Successivamente, rimuovere la soluzione di anticorpi primari dai vetrini coprioggetti e lavare le cellule tre volte, utilizzando il PBS come descritto in precedenza. Ora prepara la miscela di anticorpi secondari diluendo la streptavidina, l'asino anti coniglio e l'asino anti pollo da uno a 500 ciascuno in soluzione bloccante. Aspirare il lavaggio finale con PBS da ciascun vetrino coprioggetti, quindi aggiungere 100 microlitri della soluzione di anticorpi secondari preparata.

Incubare i vetrini coprioggetti a temperatura ambiente per 45 minuti al buio. Aspirare il lavaggio finale dal vetrino coprioggetto.

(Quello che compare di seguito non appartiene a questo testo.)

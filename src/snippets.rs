// src/snippets.rs

//! Optional code-snippet retrieval.
//!
//! When a [`SnippetLookup`] is wired into the engine, code-shaped subtasks get
//! a handful of relevant snippets appended to their prompt. Retrieval is
//! strictly best-effort: the trait cannot fail, and the engine timeboxes every
//! lookup so a slow index can never stall dispatch.

use std::future::Future;
use std::pin::Pin;

/// One retrieved snippet, labeled with where it came from.
#[derive(Debug, Clone)]
pub struct Snippet {
    pub path: String,
    pub content: String,
}

impl Snippet {
    pub fn new(path: impl Into<String>, content: impl Into<String>) -> Self {
        Self {
            path: path.into(),
            content: content.into(),
        }
    }
}

/// Source of reference snippets for prompt enrichment.
///
/// Implementations that hit an error should log it themselves and return an
/// empty list; a lookup failure must never fail a run.
pub trait SnippetLookup: Send + Sync {
    fn lookup(
        &self,
        query: String,
        limit: usize,
    ) -> Pin<Box<dyn Future<Output = Vec<Snippet>> + Send + '_>>;
}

Utilizzando una pinza a punta sottile, sollevare ciascun vetrino coprioggetto dal parafilm e asciugare delicatamente il liquido in eccesso toccando il bordo del vetrino coprioggetti su un fazzoletto privo di lanugine.

Posizionare una goccia di sette microlitri di terreno di montaggio su un vetrino da microscopio. Abbassare con cautela il vetrino coprioggetto sul supporto di montaggio con il lato della cella rivolto verso il basso, assicurandosi del pieno contatto con il fluido. Metti i vetrini preparati in un cassetto buio e asciutto o in una scatola ad asciugare per almeno un'ora.

Sigillare il bordo del vetrino coprioggetto con smalto ad asciugatura rapida e attendere da 10 a 15 minuti prima dell'imaging. Gli anticorpi che si nutrono di neuroni vivi del ganglio della radice dorsale hanno rivelato una sottopopolazione di neuroni con proteosomi accessibili in superficie, mentre i campioni di controllo privi di anticorpi primari non hanno mostrato alcuna marcatura in superficie. La citometria a flusso ha identificato due popolazioni distinte di neuroni gangliari della radice dorsale, in base all'intensità della fluorescenza, separando le cellule NMP positive da quelle NMP negative con chiare regioni di gating stabilite, utilizzando i controlli.

La quantificazione delle popolazioni ordinate a flusso ha mostrato che circa il 4% dei neuroni gangliari della radice dorsale erano NMP positivi, mentre la restante maggioranza era NMP negativa. I neuroni NMP positivi e NMP negativi selezionati hanno mantenuto la vitalità ed espresso i marcatori specifici del tipo di cellula NFH, IB four e CGRP, confermando l'idoneità del flusso di lavoro per l'analisi molecolare a valle.